Just when you thought the campaign by Saratoga National could not get any more Byzantine, it did.
The subject of the hearing tonight was supposed to be the changes to the city zoning law and the Comprehensive Plan recommended by the Planning Board.
The City Council met on Monday for its regular “agenda meeting.” At Monday’s meeting Michele Madigan made a point of telling her colleagues that she could not support the Planning Board’s amendments. What I found interesting was the universal reaction among people I know. They were highly skeptical about her actually blocking Saratoga National’s plans.
So the next day (the day of the actual hearing), low and behold, Michael Toohey sent a revised version of the zoning changes to the Council. The hearing was now absurd since people were being asked to testify about a document that for all intents and purposes was obsolete. Nevertheless, the hearing was allowed to proceed over a dead document. It is quite stunning the power of Saratoga National to arbitrarily rewrite the language of a city ordinance over and over.
Here is the full text of the “new” changes submitted by Toohey (the bold type indicates the changes to the Planning Board’s recommended wording)
.Amendment to Chapter 240 of the City Code of the City of Saratoga Springs, New York entitled Zoning Ordinance by the addition to “Appendix A – Definition of Terms” the following definition:
“Golf Resort”. A full regulation size 18 golf course and associated structures which may include amenities such as clubhouse, locker rooms, spa, health and fitness center, golf and fitness related retail, restaurant and banquet facilities, business center and temporary lodging.
And an Amendment to the Zoning Ordinance by the addition to “Section 6. Supplemental Regulation” a new subsection 6.3.6 Golf Resort as follows:
“6.3.6 Golf Resorts
The following shall apply to any Golf Resort located within the Rural Residential District (Conservation Overlay District) in addition to any requirements related to a Special Use Permit or Site Plan Approval:
Intent: Facilities for golfing have existed in the City of Saratoga Springs for many decades. The well-planned and orderly construction of one or more golf resorts in the City is consistent with our identity and reputation as a world class resort area. It is important, however, to establish requirements for golf resorts that will not interfere with City priorities including but not limited to open space, greenbelt conservation, and scenic beauty.
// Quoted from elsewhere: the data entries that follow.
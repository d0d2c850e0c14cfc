//! Columnar streams: dense, page-chunked arrays of fixed-stride rows.

use std::fmt::{self, Debug, Formatter};
use std::ptr;

use crate::error::StoreResult;
use crate::page::{Page, PagePool};

/// One column of an archetype.
///
/// Row `i` lives in page `i / items_per_page` at byte offset
/// `(i % items_per_page) * stride`. Streams only ever gain pages while their
/// archetype is alive; pages go back to the pool in `release_pages`.
pub struct Stream {
    stride: usize,
    items_per_page: usize,
    max_pages: usize,
    pages: Vec<Page>,
}

impl Stream {
    /// Create a stream with one initial page.
    ///
    /// `stride` must be in `1..=page_size`.
    pub(crate) fn new(stride: usize, page_size: usize, max_pages: usize, first_page: Page) -> Stream {
        debug_assert!(stride > 0 && stride <= page_size);
        let mut pages = Vec::with_capacity(max_pages);
        pages.push(first_page);

        Stream {
            stride,
            items_per_page: page_size / stride,
            max_pages,
            pages,
        }
    }

    /// Return the size in bytes of one row.
    pub fn stride(&self) -> usize {
        self.stride
    }

    /// Return how many rows fit in one page.
    pub fn items_per_page(&self) -> usize {
        self.items_per_page
    }

    /// Return the number of pages this stream owns.
    pub fn page_count(&self) -> usize {
        self.pages.len()
    }

    /// Return the number of rows the owned pages can hold.
    pub fn row_capacity(&self) -> usize {
        self.pages.len() * self.items_per_page
    }

    /// Return how many more pages are needed to address `row`.
    pub fn pages_needed_for(&self, row: usize) -> usize {
        let required = row / self.items_per_page + 1;
        required.saturating_sub(self.pages.len())
    }

    /// Returns true if `row` can be addressed without exceeding the page limit.
    pub fn can_reach(&self, row: usize) -> bool {
        self.pages.len() + self.pages_needed_for(row) <= self.max_pages
    }

    /// Acquire pages from the pool until `row` is addressable.
    pub(crate) fn grow_to(&mut self, row: usize, pool: &mut PagePool) -> StoreResult<()> {
        debug_assert!(self.can_reach(row));
        while self.row_capacity() <= row {
            let page = pool.acquire()?;
            self.pages.push(page);
        }
        Ok(())
    }

    /// Hand every page back to the pool.
    pub(crate) fn release_pages(&mut self, pool: &mut PagePool) {
        for page in self.pages.drain(..) {
            pool.release(page);
        }
    }

    /// Return a pointer to the start of page `idx`.
    pub fn page_ptr(&self, idx: usize) -> *mut u8 {
        self.pages[idx].as_ptr()
    }

    /// Return a pointer to the start of `row`.
    ///
    /// # Panics
    /// If `row` is beyond the stream's capacity.
    pub fn row_ptr(&self, row: usize) -> *mut u8 {
        assert!(row < self.row_capacity(), "row {} is beyond stream capacity {}", row, self.row_capacity());
        let page = &self.pages[row / self.items_per_page];
        let offset = (row % self.items_per_page) * self.stride;
        unsafe { page.as_ptr().add(offset) }
    }

    /// Get the bytes of a row.
    pub fn row(&self, row: usize) -> &[u8] {
        let ptr = self.row_ptr(row);
        unsafe { std::slice::from_raw_parts(ptr, self.stride) }
    }

    /// Get the mutable bytes of a row.
    pub fn row_mut(&mut self, row: usize) -> &mut [u8] {
        let ptr = self.row_ptr(row);
        unsafe { std::slice::from_raw_parts_mut(ptr, self.stride) }
    }

    /// Overwrite the bytes of a row.
    pub(crate) fn write_row(&mut self, row: usize, data: &[u8]) {
        self.row_mut(row).copy_from_slice(data);
    }

    /// Fill a row with zeroes.
    pub(crate) fn zero_row(&mut self, row: usize) {
        let ptr = self.row_ptr(row);
        unsafe { ptr::write_bytes(ptr, 0, self.stride) };
    }

    /// Copy the contents of row `from` over row `to`.
    pub(crate) fn copy_row(&mut self, from: usize, to: usize) {
        if from == to {
            return;
        }

        let src = self.row_ptr(from);
        let dest = self.row_ptr(to);
        unsafe { ptr::copy_nonoverlapping(src, dest, self.stride) };
    }
}

impl Debug for Stream {
    fn fmt(&self, f: &mut Formatter<'_>) -> fmt::Result {
        write!(f,
               "Stream {{ stride: {}, items_per_page: {}, pages: {} }}",
               self.stride,
               self.items_per_page,
               self.pages.len())
    }
}

#[cfg(test)]
mod test {
    use super::*;

    fn stream(pool: &mut PagePool, stride: usize, max_pages: usize) -> Stream {
        let page = pool.acquire().unwrap();
        Stream::new(stride, pool.page_size(), max_pages, page)
    }

    #[test]
    fn test_addressing() {
        let mut pool = PagePool::new(16, 4);
        let mut s = stream(&mut pool, 4, 4);
        assert_eq!(s.items_per_page(), 4);
        assert_eq!(s.row_capacity(), 4);

        s.grow_to(5, &mut pool).unwrap();
        assert_eq!(s.page_count(), 2);
        assert_eq!(s.row_ptr(4), s.page_ptr(1));
        assert_eq!(s.row_ptr(5) as usize - s.page_ptr(1) as usize, 4);
        assert_eq!(s.row_ptr(3) as usize - s.page_ptr(0) as usize, 12);

        s.release_pages(&mut pool);
        assert_eq!(pool.free_count(), 4);
    }

    #[test]
    fn test_growth_limit() {
        let mut pool = PagePool::new(16, 8);
        let s = stream(&mut pool, 8, 2);
        assert_eq!(s.pages_needed_for(1), 0);
        assert_eq!(s.pages_needed_for(2), 1);
        assert!(s.can_reach(3));
        assert!(!s.can_reach(4));
    }

    #[test]
    fn test_row_ops() {
        let mut pool = PagePool::new(16, 4);
        let mut s = stream(&mut pool, 4, 4);
        s.grow_to(6, &mut pool).unwrap();

        s.write_row(1, &[1, 2, 3, 4]);
        s.write_row(6, &[9, 9, 9, 9]);
        s.copy_row(6, 1);
        assert_eq!(s.row(1), &[9, 9, 9, 9]);

        s.zero_row(1);
        assert_eq!(s.row(1), &[0, 0, 0, 0]);
        s.release_pages(&mut pool);
    }

    #[test]
    #[should_panic]
    fn test_row_out_of_range() {
        let mut pool = PagePool::new(16, 1);
        let s = stream(&mut pool, 8, 1);
        s.row(2);
    }
}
A properly designed golf resort development with sufficient open space and natural resources protection and opportunities for public recreation could provide positive contributions to the City as well as to the long term preservation of the surrounding greenbelt.
Minimum Lot Size: A Golf Resort shall not be located on any parcel(s) of land containing less than 300 contiguous acres.
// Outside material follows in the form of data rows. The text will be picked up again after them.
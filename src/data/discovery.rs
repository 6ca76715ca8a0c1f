//! Dataset discovery: which city CSV files exist in the data directory,
//! and how file names map to display names.

use crate::error::AppError;
use std::path::Path;

/// Determines whether a path names an existing CSV file by its extension.
pub fn is_csv_file(path: &Path) -> bool {
    path.is_file()
        && path
            .extension()
            .and_then(|ext| ext.to_str())
            .is_some_and(|ext| ext.eq_ignore_ascii_case("csv"))
}

/// Derives the human-readable city name from a CSV file name.
///
/// # Examples
/// ```
/// use ridestats::data::discovery::city_name_from_csv;
///
/// assert_eq!(city_name_from_csv("new_york_city.csv"), "New York City");
/// ```
pub fn city_name_from_csv(csv_name: &str) -> String {
    let stem = csv_name.strip_suffix(".csv").unwrap_or(csv_name);
    stem.split('_')
        .map(|word| {
            let mut chars = word.chars();
            match chars.next() {
                Some(first) => first.to_uppercase().chain(chars.flat_map(char::to_lowercase)).collect(),
                None => String::new(),
            }
        })
        .collect::<Vec<_>>()
        .join(" ")
}

/// Derives the CSV file name for a city's dataset from its display name.
pub fn csv_name_from_city(city: &str) -> String {
    format!("{}.csv", city.replace(' ', "_").to_lowercase())
}

/// Lists the CSV file names found directly under `dir`, sorted for a
/// stable prompt order. An empty result is an error: the tool has nothing
/// to explore without datasets.
pub fn list_city_csvs(dir: &Path) -> Result<Vec<String>, AppError> {
    let mut csvs = Vec::new();
    for entry in std::fs::read_dir(dir)? {
        let entry = entry?;
        let path = entry.path();
        if is_csv_file(&path)
            && let Some(name) = path.file_name().and_then(|n| n.to_str())
        {
            csvs.push(name.to_string());
        }
    }
    if csvs.is_empty() {
        return Err(AppError::NoDatasets {
            dir: dir.display().to_string(),
        });
    }
    csvs.sort();
    Ok(csvs)
}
Clustering: All structures and related site development shall be situated within a limited and defined portion of the lot(s) which allows not less than 50% of the lot(s) to remain as permanently protected open space. A minimum of 35% of the developed area shall remain permeable.
Setback: All facilities other than the golf course, golf school, pump house, restrooms, storm shelter facilities and maintenance facilities shall be located at least 3,000 feet from the primary road entrance.
Height Restriction: No structure may be more than 50 feet or three stories in height.
Lodging Facilities: There may be not more than 100 guest rooms in a single structure providing temporary lodging. Additional temporary lodging may be provided in not more than six (6) smaller, freestanding structures containing common areas and up to eight (8) guest rooms but with no associated kitchen facilities. Temporary lodging facilities shall not be used as seasonal or year-round residences.
Residential Use Restriction: Other than temporary lodging facilities approved pursuant to these provisions, no single family or multi-family residential development or use shall occur on any Golf Resort property.
Preservation of Open Space: The developer of any Golf Resort shall dedicate not less than 50% of the unconstrained land for open space purposes. The open space protected pursuant to this section must have “conservation value” which shall be determined by a conservation analysis as described in City Code Section 241-12B(2). The amount of land available for non-golf and recreational purposes in a Golf Resort shall be limited to the land available for development after the conservation analysis or forty (40) acres, whichever amount is less. Other than a maintenance area, golf school, golf course and recreational physical improvements, all buildings constructed within the Golf Resort shall be within the Clustered Area described in subparagraph “C” above. This open space protected pursuant to this section must provide a new recreational opportunity available to the public in an area where there has not been such an opportunity, public access to an important natural park area, or the permanent protection of an important environmental resource. Such land shall be contiguous and of such size and shape as to be usable for either passive or active recreation or for preservation of a substantial amount of land with conservation value. As a condition of Special Use and/or Site Plan Approval, the Planning Board may establish such conditions on the ownership, use and maintenance of this open space land as it deems necessary to ensure the preservation of such land for its intended purpose. Open space land shall be protected by a perpetual conservation easement and may be offered for dedication to the City, County or State governments, transferred to a nonprofit organization acceptable to the City Council, held in private ownership or help in such other form of ownership as the City Council finds appropriate to properly manage the open space land and protect its recreation and/or conservation value. If the organization designated to own and/or maintain the open space land or any successor organization fails to maintain the property in a reasonable condition in accordance with the plan for its intended use, the City may assume responsibility for such maintenance and assess the cost against the property owner. The developer of any Golf Resort shall be responsible for maintaining the open space until it is legally accepted by the City or other designated entity.”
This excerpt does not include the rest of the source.